Objective To examine access to routine viral load testing and causes of virological failure after 1 year of antiretroviral therapy (ART) among people with HIV. Additionally, to evaluate the positive predictive value (PPV) of immunological criteria to detect treatment failure.
Method A retrospective cohort of 3449 people with HIV who started ART between 1 January 2005 and 31 December 2009 in 13 outpatient clinics in Vietnam was studied. Cox hazard regression modelling was used to calculate crude and adjusted HRs and 95% CIs for associations between patient characteristics and virological failure.

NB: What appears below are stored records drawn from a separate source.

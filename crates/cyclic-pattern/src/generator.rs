//! Cyclic pattern generation
//!
//! A pattern is the concatenation of every `block_size`-wide tuple over the
//! alphabet in odometer order (rightmost position varies fastest), cut to
//! the requested length:
//!
//! ```text
//! AAAA AAAB AAAC ... AAAZ AABA AABB ...
//! ```
//!
//! No aligned window repeats until all `26^block_size` blocks are used.

use std::iter::FusedIterator;

use tracing::debug;

use crate::alphabet::{ALPHABET, RADIX, max_pattern_size};
use crate::error::{Error, Result};

/// Block size used when the caller has no preference (one DWORD)
pub const DEFAULT_BLOCK_SIZE: usize = 4;

/// Lazy iterator over the symbols of a full cyclic pattern.
///
/// Yields `block_size * 26^block_size` symbols and then ends. Only the
/// digits that have moved off `A` are stored, so memory grows with the
/// number of blocks emitted rather than with the block size.
#[derive(Debug, Clone)]
pub struct PatternSymbols {
    block_size: usize,
    /// Odometer digits, least significant first
    digits: Vec<usize>,
    pos: usize,
    exhausted: bool,
}

impl PatternSymbols {
    pub fn new(block_size: usize) -> Result<Self> {
        if block_size == 0 {
            return Err(Error::InvalidBlockSize(block_size));
        }

        Ok(Self {
            block_size,
            digits: vec![0],
            pos: 0,
            exhausted: false,
        })
    }

    pub fn block_size(&self) -> usize {
        self.block_size
    }

    /// Digit shown at position `pos` of the current block
    fn digit_at(&self, pos: usize) -> usize {
        let significance = self.block_size - 1 - pos;
        self.digits.get(significance).copied().unwrap_or(0)
    }

    /// Step the odometer to the next block. Marks the iterator exhausted
    /// when the leftmost digit rolls over.
    fn advance_block(&mut self) {
        for digit in self.digits.iter_mut() {
            *digit += 1;
            if *digit < RADIX {
                return;
            }
            *digit = 0;
        }

        if self.digits.len() < self.block_size {
            self.digits.push(1);
        } else {
            self.exhausted = true;
        }
    }
}

impl Iterator for PatternSymbols {
    type Item = char;

    fn next(&mut self) -> Option<char> {
        if self.exhausted {
            return None;
        }

        let symbol = char::from(ALPHABET[self.digit_at(self.pos)]);
        self.pos += 1;
        if self.pos == self.block_size {
            self.pos = 0;
            self.advance_block();
        }

        Some(symbol)
    }
}

impl FusedIterator for PatternSymbols {}

/// Generate a cyclic pattern of exactly `pattern_len` symbols.
///
/// Fails with [`Error::PatternTooLong`] when `pattern_len` exceeds
/// `26^block_size`, and with [`Error::InvalidBlockSize`] for a zero block size.
pub fn create_pattern(pattern_len: usize, block_size: usize) -> Result<String> {
    let symbols = PatternSymbols::new(block_size)?;

    let max_size = max_pattern_size(block_size);
    if pattern_len > max_size {
        return Err(Error::PatternTooLong {
            max_size,
            requested_size: pattern_len,
            block_size,
        });
    }

    debug!(
        "Generating pattern: length={}, block_size={}",
        pattern_len, block_size
    );

    if pattern_len == 0 {
        return Ok(String::new());
    }

    let mut pattern = String::with_capacity(pattern_len);
    pattern.extend(symbols.take(pattern_len));
    Ok(pattern)
}
use thiserror::Error;

#[derive(Debug, Error)]
pub enum Error {
    #[error(
        "The requested pattern size {requested_size} is larger than the maximum pattern size {max_size} using a block size of {block_size}"
    )]
    PatternTooLong {
        max_size: usize,
        requested_size: usize,
        block_size: usize,
    },

    #[error("The supplied pattern must match [A-Z]+. What was supplied was {supplied_pattern}")]
    InvalidPattern { supplied_pattern: String },

    #[error("Invalid block size: {0} (must be at least 1)")]
    InvalidBlockSize(usize),

    #[error("Block size mismatch: expected {expected}, got {actual}")]
    BlockSizeMismatch { expected: usize, actual: usize },

    #[error("Requested pattern size {requested_size} exceeds the configured limit of {limit}")]
    LimitExceeded { limit: usize, requested_size: usize },

    #[error("Offset of pattern {supplied_pattern} does not fit in usize")]
    OffsetOverflow { supplied_pattern: String },

    #[error("JSON error: {0}")]
    Json(#[from] serde_json::Error),
}

pub type Result<T> = std::result::Result<T, Error>;

impl Error {
    /// Check if this error is a caller contract violation rather than a parse failure
    pub fn is_precondition(&self) -> bool {
        !matches!(self, Error::Json(_))
    }
}
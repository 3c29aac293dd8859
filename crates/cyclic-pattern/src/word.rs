use serde::{Deserialize, Serialize};
use strum::{Display, EnumIter, EnumString, FromRepr, IntoStaticStr};

/// Register width a pattern is sized for.
///
/// The discriminant is the width in bytes, which is also the block size to
/// generate with when the captured value is a register of that width.
#[derive(
    Debug,
    Clone,
    Copy,
    PartialEq,
    Eq,
    Hash,
    Default,
    Serialize,
    Deserialize,
    FromRepr,
    EnumString,
    EnumIter,
    IntoStaticStr,
    Display,
)]
#[serde(rename_all = "lowercase")]
#[strum(ascii_case_insensitive)]
#[repr(u8)]
pub enum WordSize {
    /// 32-bit targets
    #[default]
    #[strum(serialize = "dword")]
    Dword = 4,
    /// 64-bit targets
    #[strum(serialize = "qword")]
    Qword = 8,
}

impl WordSize {
    pub fn from_u8(value: u8) -> Option<Self> {
        Self::from_repr(value)
    }

    /// Width in bytes
    pub fn bytes(&self) -> usize {
        *self as usize
    }

    pub fn block_size(&self) -> usize {
        self.bytes()
    }

    pub fn as_str(&self) -> &'static str {
        self.into()
    }
}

Results Only 63% (2010/3199) of patients had access to routine viral load testing after 1 year of ART. After adjusting for other factors, patients with a baseline CD4 count of 50–100, 101–200 and 201–350 cells/mm3 were 0.48 (95% CI 0.20 to 0.74), 0.63 (95% CI 0.23 to 0.82) and 0.73 times (95% CI 0.14 to 0.95) as likely to have virological failure, respectively, as those with a baseline CD4 count <50 cells/mm3. After adjusting for other factors, patients with good treatment adherence were 0.54 times as likely to have viraemia as those with poor treatment adherence (95% CI 0.28 to 0.81) and patients with immunological failure were 1.43 times as likely to have viraemia (95% CI 1.31 to 1.65) as those without. The PPV of immunological criteria was 60.1% (95% CI 57.1% to 69.3%).
Conclusions Routine viral load tests should be conducted early to detect virological failure and prevent unnecessary changes to second-line treatments. To improve treatment outcomes, timely ART initiation and treatment adherence should be promoted.